Факелы окрасили скалы, деревья, воду в розоватый цвет. Изумленный крик вырвался из груди Тодзи и его дружков. Яркое пламя охватило хижину, превратив ее в громадный огненный шар над их головами.
— Сюда, скорее! — пронзительно вопила Око, будто потеряв рассудок.
Огонь, раздуваемый ветром, метался в бешеной пляске. Око, осыпаемая искрами, была крепко привязана к дереву перед домом.
Разбойники оцепенели, как пораженные громом. Неужели Мусаси ушел? Как? Как ему удалось обмануть их?
Тодзи совсем растерялся. Он даже не послал в погоню. Он слишком много слышал о Мусаси, чтобы ждать удачи от преследования. Разбойники, однако, разбившись на группы, бросились на поиски. Мусаси исчез бесследно.
ИГРА С ОГНЕМ
Тракт Косю, который идет из Сиёдзири на Эдо через провинцию Каи, в отличие от других больших дорог не был обсажен деревьями. В шестнадцатом веке по нему возили военные припасы, у него не было вспомогательных дорог, как у Накасэндо, да и трактом эту дорогу признали недавно.
Путники, следовавшие по этой дороге из Осаки в Эдо, жаловались на нехватку хороших постоялых дворов и чайных. Заказав дорожный обед в коробке, в лучшем случае можно было получить плоские рисовые колобки в бамбуковых листьях, а чаще всего — простые рисовые колобки в сухих дубовых листьях. Несмотря на незатейливость здешней кухни, которая, похоже, не менялась на протяжении сотен лет со времен Фудзивары, постоялые дворы были полны путниками, направлявшимися в Эдо.
Группа путников отдыхала на перевале Коботокэ. Один из них воскликнул: «Еще одна стая!» Он говорил о проститутках, сопровождавших их из Киото в Эдо.
В веселой компании были женщины лет двадцати и постарше и четверо девочек. С ними следовал десяток мужчин, которые не то охраняли путниц, не то прислуживали им. Компания походила на большую семью. За девушками плелось несколько навьюченных скарбом лошадей. Добро было уложено в маленькие корзины и здоровенные сундуки в человеческий рост.
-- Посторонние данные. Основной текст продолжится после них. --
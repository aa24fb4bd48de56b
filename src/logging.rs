use crate::config::AppConfig;
use tracing_appender::non_blocking::WorkerGuard;
use tracing_appender::rolling::{self, RollingFileAppender};
use tracing_subscriber::{EnvFilter, fmt, prelude::*};

/// Install the global subscriber for the API server.
///
/// - `file_logging: false`: ANSI stdout only, returns `None`.
/// - `file_logging: true`: rolling `log_dir/log_file` (JSON when `use_json`,
///   stdout mirror otherwise). The returned guard must outlive the server.
///
/// `RUST_LOG` overrides `log_level`.
pub fn init_logging(config: &AppConfig) -> Option<WorkerGuard> {
    let filter = EnvFilter::try_from_default_env()
        .unwrap_or_else(|_| EnvFilter::new(config.log_level.clone()));

    let registry = tracing_subscriber::registry().with(filter);

    if !config.file_logging {
        registry
            .with(fmt::layer().with_target(false).with_ansi(true))
            .init();
        return None;
    }

    let (non_blocking, guard) = tracing_appender::non_blocking(rolling_appender(config));

    if config.use_json {
        let file_layer = fmt::layer()
            .json()
            .with_target(true)
            .with_writer(non_blocking)
            .with_ansi(false);
        registry.with(file_layer).init();
    } else {
        let file_layer = fmt::layer()
            .with_target(false)
            .with_writer(non_blocking)
            .with_ansi(false);
        let stdout_layer = fmt::layer().with_target(false).with_ansi(true);
        registry.with(file_layer).with(stdout_layer).init();
    }

    Some(guard)
}

/// `rotation` is `hourly`, `daily`, anything else means a single file
fn rolling_appender(config: &AppConfig) -> RollingFileAppender {
    match config.rotation.as_str() {
        "hourly" => rolling::hourly(&config.log_dir, &config.log_file),
        "daily" => rolling::daily(&config.log_dir, &config.log_file),
        _ => rolling::never(&config.log_dir, &config.log_file),
    }
}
Глава «семейства», мужчина лет сорока, поучал подопечных: «Если сандалии натерли ноги, переобуйтесь в соломенные, да покрепче привяжите, чтобы не болтались на ноге. И не нойте, что не можете больше идти. Смотрите, совсем маленькие дети шагают и не хнычут». Нелегко управляться со строптивым «семейством»!
Этот человек по имени Сёдзи Дзиннай был самураем родом из Фусими. Оставив наследственную профессию, он открыл веселое заведение. Человек незаурядных способностей, он заручился поддержкой Токугавы Иэясу, который часто наезжал в замок Фусими. Сёдзи Дзиннай не только получил разрешение на перевод заведения в Эдо, но и Убедил многих хозяев последовать его примеру.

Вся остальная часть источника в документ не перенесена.